How do you know counting evolved through the need to count sheep? It could have as well evolved through the need to count how many berries were gathered and how to split them evenly among all the people of a tribe.
@@bjornfeuerbacher5514 Ya, it could be but I read this in George Simon's topology.
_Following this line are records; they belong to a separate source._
//! Pure request validation. Each validator collects every violation into a
//! list of field errors rather than stopping at the first.

use lazy_static::lazy_static;
use regex::Regex;
use time::macros::format_description;
use time::Date;

use crate::auth::dto::{LoginRequest, RegisterRequest};
use crate::error::FieldError;
use crate::movies::dto::{MoviePayload, ValidMovie};

pub(crate) fn is_valid_email(email: &str) -> bool {
    lazy_static! {
        static ref EMAIL_RE: Regex = Regex::new(r"^[^@\s]+@[^@\s]+\.[^@\s]+$").unwrap();
    }
    EMAIL_RE.is_match(email)
}

pub fn validate_movie(payload: &MoviePayload) -> Result<ValidMovie, Vec<FieldError>> {
    let mut errors = Vec::new();

    let name = payload.name.trim();
    if name.is_empty() {
        errors.push(FieldError::new("name", "Name is required"));
    }

    // Length minimums count characters, not bytes, so multibyte input is
    // measured the same way the API contract states it.
    let description = payload.description.trim();
    if description.chars().count() < 10 {
        errors.push(FieldError::new(
            "description",
            "Description must be at least 10 characters",
        ));
    }

    let rating = payload.rating;
    if !rating.is_some_and(|r| (0.0..=10.0).contains(&r)) {
        errors.push(FieldError::new("rating", "Rating must be between 0 and 10"));
    }

    let date_format = format_description!("[year]-[month]-[day]");
    let release_date = payload
        .release_date
        .as_deref()
        .and_then(|raw| Date::parse(raw, &date_format).ok());
    if release_date.is_none() {
        errors.push(FieldError::new(
            "releaseDate",
            "Valid release date is required",
        ));
    }

    let duration = payload.duration;
    if !duration.is_some_and(|d| d >= 1) {
        errors.push(FieldError::new(
            "duration",
            "Duration must be at least 1 minute",
        ));
    }

    if !errors.is_empty() {
        return Err(errors);
    }

    Ok(ValidMovie {
        name: name.to_string(),
        description: description.to_string(),
        rating: rating.unwrap_or_default(),
        release_date: release_date.unwrap_or(Date::MIN),
        duration: duration.unwrap_or_default(),
    })
}

pub fn validate_registration(payload: &RegisterRequest) -> Result<(), Vec<FieldError>> {
    let mut errors = Vec::new();

    if payload.username.trim().chars().count() < 3 {
        errors.push(FieldError::new(
            "username",
            "Username must be at least 3 characters",
        ));
    }
    if !is_valid_email(&payload.email) {
        errors.push(FieldError::new("email", "Valid email is required"));
    }
    if payload.password.chars().count() < 6 {
        errors.push(FieldError::new(
            "password",
            "Password must be at least 6 characters",
        ));
    }

    if errors.is_empty() {
        Ok(())
    } else {
        Err(errors)
    }
}

pub fn validate_login(payload: &LoginRequest) -> Result<(), Vec<FieldError>> {
    let mut errors = Vec::new();

    if payload.email.is_empty() {
        errors.push(FieldError::new("email", "Email is required"));
    }
    if payload.password.is_empty() {
        errors.push(FieldError::new("password", "Password is required"));
    }

    if errors.is_empty() {
        Ok(())
    } else {
        Err(errors)
    }
}

#[cfg(test)]
mod tests {
    use super::*;
    use time::macros::date;

    fn good_movie() -> MoviePayload {
        MoviePayload {
            name: "The Mirror".into(),
            description: "Fragments of a dying poet's memories.".into(),
            rating: Some(8.0),
            release_date: Some("2024-05-01".into()),
            duration: Some(107),
        }
    }

    #[test]
    fn valid_movie_passes_and_is_trimmed() {
        let mut payload = good_movie();
        payload.name = "  The Mirror  ".into();
        let valid = validate_movie(&payload).expect("should validate");
        assert_eq!(valid.name, "The Mirror");
        assert_eq!(valid.release_date, date!(2024 - 05 - 01));
        assert_eq!(valid.duration, 107);
    }

    #[test]
    fn each_single_violation_names_its_field() {
        let cases: Vec<(MoviePayload, &str)> = vec![
            (
                MoviePayload {
                    name: "   ".into(),
                    ..good_movie()
                },
                "name",
            ),
            (
                MoviePayload {
                    description: "too short".into(),
                    ..good_movie()
                },
                "description",
            ),
            (
                MoviePayload {
                    rating: Some(10.5),
                    ..good_movie()
                },
                "rating",
            ),
            (
                MoviePayload {
                    rating: Some(-0.1),
                    ..good_movie()
                },
                "rating",
            ),
            (
                MoviePayload {
                    release_date: Some("not-a-date".into()),
                    ..good_movie()
                },
                "releaseDate",
            ),
            (
                MoviePayload {
                    release_date: None,
                    ..good_movie()
                },
                "releaseDate",
            ),
            (
                MoviePayload {
                    duration: Some(0),
                    ..good_movie()
                },
                "duration",
            ),
        ];
        for (payload, field) in cases {
            let errors = validate_movie(&payload).expect_err("should fail");
            assert_eq!(errors.len(), 1, "payload failing on {field}");
            assert_eq!(errors[0].field, field);
        }
    }

    #[test]
    fn multiple_violations_are_all_collected() {
        let errors = validate_movie(&MoviePayload::default()).expect_err("should fail");
        let fields: Vec<&str> = errors.iter().map(|e| e.field.as_str()).collect();
        assert_eq!(
            fields,
            vec!["name", "description", "rating", "releaseDate", "duration"]
        );
    }

    #[test]
    fn length_minimums_count_characters_not_bytes() {
        // Five accented characters are ten bytes but still too short.
        let payload = MoviePayload {
            description: "ééééé".into(),
            ..good_movie()
        };
        let errors = validate_movie(&payload).expect_err("should fail");
        assert_eq!(errors[0].field, "description");

        // Ten accented characters clear the minimum despite byte length.
        let payload = MoviePayload {
            description: "éééééééééé".into(),
            ..good_movie()
        };
        assert!(validate_movie(&payload).is_ok());

        let payload = RegisterRequest {
            username: "héé".into(),
            email: "h@example.com".into(),
            password: "éééééé".into(),
            role: None,
        };
        assert!(validate_registration(&payload).is_ok());
    }

    #[test]
    fn rating_bounds_are_inclusive() {
        for rating in [0.0, 10.0] {
            let payload = MoviePayload {
                rating: Some(rating),
                ..good_movie()
            };
            assert!(validate_movie(&payload).is_ok());
        }
    }

    #[test]
    fn registration_collects_all_violations() {
        let payload = RegisterRequest {
            username: "ab".into(),
            email: "nope".into(),
            password: "12345".into(),
            role: None,
        };
        let errors = validate_registration(&payload).expect_err("should fail");
        let fields: Vec<&str> = errors.iter().map(|e| e.field.as_str()).collect();
        assert_eq!(fields, vec!["username", "email", "password"]);
    }

    #[test]
    fn registration_accepts_minimal_valid_payload() {
        let payload = RegisterRequest {
            username: "bob".into(),
            email: "bob@example.com".into(),
            password: "secret1".into(),
            role: None,
        };
        assert!(validate_registration(&payload).is_ok());
    }

    #[test]
    fn login_requires_both_fields() {
        let errors = validate_login(&LoginRequest {
            email: String::new(),
            password: String::new(),
        })
        .expect_err("should fail");
        assert_eq!(errors.len(), 2);
        assert_eq!(errors[0].message, "Email is required");
        assert_eq!(errors[1].message, "Password is required");
    }
}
That can be contested and can even be distinct for different civilisations, but this premise is not improbabal given the hunter gatherer state of early societies.
@@bjornfeuerbacher5514 Ya, you're right, My appologies for a bewildered reply. The way I should have stated my point is that one of the historiographical perspectives on development of counting attributes its evolution to the need to keep track of sheeps by shepherds which is possible for agriculture and livestock rearing had been a part of initial human settlement period. Your argument is also acceptable and can be one perspective to look at this. But what I am requiring is a study of how animal-human interaction could have produced/evolved mathematics. Counting was a possible example.
Nice problem, Michael. However, from my perspective, the geometry problems that you solve in your channel are by far simpler than the algebra/calculus ones.
Every school classroom used to have those. (We also had slate tablets and ink wells, and in high school there was a giant slide rule up front, so I may be older than you.) 🙂 The compasses were made from hardwood and had a rubber tip, like an eraser, to form the point. Probably about a foot long.
@@TomFarrell-p9z: No ink wells for us but giant compasses I vaguely remember from high school in the 1960's. Ink wells? Hell you must be from the late 1930's!
@@roberttelarket4934 LOL! I exaggerated a little. No slate tablets, and the ink wells (and stains) were there, but no ink bottles. In 4th grade we transferred to a newly opened elementary school (in 1971) and--I found out much later--our principal spent a day at the school district''s warehouse picking out the best of the old desks and chairs to fill the classrooms after their new furniture budget ran out. We had one room schools in that district until the late 1940's and I'm sure some of those desks came from when they were closed. Not sure how much older than that the desks actually were. Wonderful teachers and a great math education though. Perfectly good prep for college and careers in the maths, sciences, and engineering.
@@TomFarrell-p9z: Well then you were born about 1962. Further you wrote maths not math implying you're not from the U.S. or was that just a spelling error?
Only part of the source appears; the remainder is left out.